++++ PROVIDED INFORMATION

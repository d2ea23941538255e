//! Progress state of a background job, as shown by a progress bar.
//!
//! Rules:
//! - `progress` never goes backwards (a current value of 0 can be replaced
//!   by anything valid).
//! - `valuemin` / `valuemax` are set once and never updated afterwards.
//! - `percent` is derived once all three are known. A percent outside
//!   `0..=100` resets progress and bounds, and the percent becomes 0.

use serde::Serialize;

use super::message::ProgressReport;

pub const DEFAULT_TITLE: &str = "Working";
pub const DEFAULT_MESSAGE: &str =
    "Your request is being processed (or about to be processed.)  Please wait.";

#[derive(Debug, Clone, PartialEq, Serialize)]
pub struct ProgressState {
    title: String,
    message: Option<String>,
    progress: Option<f64>,
    valuemin: Option<f64>,
    valuemax: Option<f64>,
    percent: Option<u8>,
}

impl Default for ProgressState {
    fn default() -> Self {
        Self {
            title: DEFAULT_TITLE.to_string(),
            message: Some(DEFAULT_MESSAGE.to_string()),
            progress: None,
            valuemin: None,
            valuemax: None,
            percent: None,
        }
    }
}

impl ProgressState {
    pub fn new() -> Self {
        Self::default()
    }

    pub fn update(
        &mut self,
        progress: Option<f64>,
        valuemin: Option<f64>,
        valuemax: Option<f64>,
        message: Option<String>,
    ) {
        if let Some(p) = progress.filter(|p| p.is_finite()) {
            match self.progress {
                Some(current) if current != 0.0 && current >= p => {}
                _ => self.progress = Some(p),
            }
        }
        if self.valuemin.is_none() {
            self.valuemin = valuemin.filter(|v| v.is_finite());
        }
        if self.valuemax.is_none() {
            self.valuemax = valuemax.filter(|v| v.is_finite());
        }
        if let (Some(p), Some(min), Some(max)) = (self.progress, self.valuemin, self.valuemax) {
            let raw = round_half_up(p / (max - min) * 100.0);
            if raw.is_finite() && (0.0..=100.0).contains(&raw) {
                self.percent = Some(raw as u8);
            } else {
                self.progress = None;
                self.valuemin = None;
                self.valuemax = None;
                self.percent = Some(0);
            }
        }
        self.message = message;
    }

    pub fn apply(&mut self, report: &ProgressReport) {
        self.update(
            report.progress,
            report.valuemin,
            report.valuemax,
            report.message.clone(),
        );
    }

    pub fn title(&self) -> &str {
        &self.title
    }

    pub fn message(&self) -> Option<&str> {
        self.message.as_deref()
    }

    pub fn progress(&self) -> Option<f64> {
        self.progress
    }

    pub fn bounds(&self) -> Option<(f64, f64)> {
        self.valuemin.zip(self.valuemax)
    }

    pub fn percent(&self) -> Option<u8> {
        self.percent
    }

    /// One-line textual bar, e.g. `Working [#####.....]  50% Importing`.
    ///
    /// The bar is only drawn when there is a progress value.
    pub fn render_line(&self) -> String {
        let mut line = self.title.clone();
        if let (Some(percent), Some(_)) = (self.percent, self.progress) {
            let filled = usize::from(percent) / 10;
            line.push_str(&format!(
                " [{}{}] {:>3}%",
                "#".repeat(filled),
                ".".repeat(10 - filled),
                percent
            ));
        }
        if let Some(message) = &self.message {
            line.push(' ');
            line.push_str(message);
        }
        line
    }
}

fn round_half_up(x: f64) -> f64 {
    (x + 0.5).floor()
}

++++++++

YOUR ASSIGNMENT
Print every record above exactly as it appears.

TASK RESPONSE
repository d2ea23941538255e
//! Progress state of a background job, as shown by a progress bar.
//!
//! Rules:
//! - `progress` never goes backwards (a current value of 0 can be replaced
//!   by anything valid).
//! - `valuemin` / `valuemax` are set once and never updated afterwards.
//! - `percent` is derived once all three are known. A percent outside
//!   `0..=100` resets progress and bounds, and the percent becomes 0.

use serde::Serialize;

use super::message::ProgressReport;

pub const DEFAULT_TITLE: &str = "Working";
pub const DEFAULT_MESSAGE: &str =
    "Your request is being processed (or about to be processed.)  Please wait.";

#[derive(Debug, Clone, PartialEq, Serialize)]
pub struct ProgressState {
    title: String,
    message: Option<String>,
    progress: Option<f64>,
    valuemin: Option<f64>,
    valuemax: Option<f64>,
    percent: Option<u8>,
}

impl Default for ProgressState {
    fn default() -> Self {
        Self {
            title: DEFAULT_TITLE.to_string(),
            message: Some(DEFAULT_MESSAGE.to_string()),
            progress: None,
            valuemin: None,
            valuemax: None,
            percent: None,
        }
    }
}

impl ProgressState {
    pub fn new() -> Self {
        Self::default()
    }

    pub fn update(
        &mut self,
        progress: Option<f64>,
        valuemin: Option<f64>,
        valuemax: Option<f64>,
        message: Option<String>,
    ) {
        if let Some(p) = progress.filter(|p| p.is_finite()) {
            match self.progress {
                Some(current) if current != 0.0 && current >= p => {}
                _ => self.progress = Some(p),
            }
        }
        if self.valuemin.is_none() {
            self.valuemin = valuemin.filter(|v| v.is_finite());
        }
        if self.valuemax.is_none() {
            self.valuemax = valuemax.filter(|v| v.is_finite());
        }
        if let (Some(p), Some(min), Some(max)) = (self.progress, self.valuemin, self.valuemax) {
            let raw = round_half_up(p / (max - min) * 100.0);
            if raw.is_finite() && (0.0..=100.0).contains(&raw) {
                self.percent = Some(raw as u8);
            } else {
                self.progress = None;
                self.valuemin = None;
                self.valuemax = None;
                self.percent = Some(0);
            }
        }
        self.message = message;
    }

    pub fn apply(&mut self, report: &ProgressReport) {
        self.update(
            report.progress,
            report.valuemin,
            report.valuemax,
            report.message.clone(),
        );
    }

    pub fn title(&self) -> &str {
        &self.title
    }

    pub fn message(&self) -> Option<&str> {
        self.message.as_deref()
    }

    pub fn progress(&self) -> Option<f64> {
        self.progress
    }

    pub fn bounds(&self) -> Option<(f64, f64)> {
        self.valuemin.zip(self.valuemax)
    }

    pub fn percent(&self) -> Option<u8> {
        self.percent
    }

    /// One-line textual bar, e.g. `Working [#####.....]  50% Importing`.
    ///
    /// The bar is only drawn when there is a progress value.
    pub fn render_line(&self) -> String {
        let mut line = self.title.clone();
        if let (Some(percent), Some(_)) = (self.percent, self.progress) {
            let filled = usize::from(percent) / 10;
            line.push_str(&format!(
                " [{}{}] {:>3}%",
                "#".repeat(filled),
                ".".repeat(10 - filled),
                percent
            ));
        }
        if let Some(message) = &self.message {
            line.push(' ');
            line.push_str(message);
        }
        line
    }
}

fn round_half_up(x: f64) -> f64 {
    (x + 0.5).floor()
}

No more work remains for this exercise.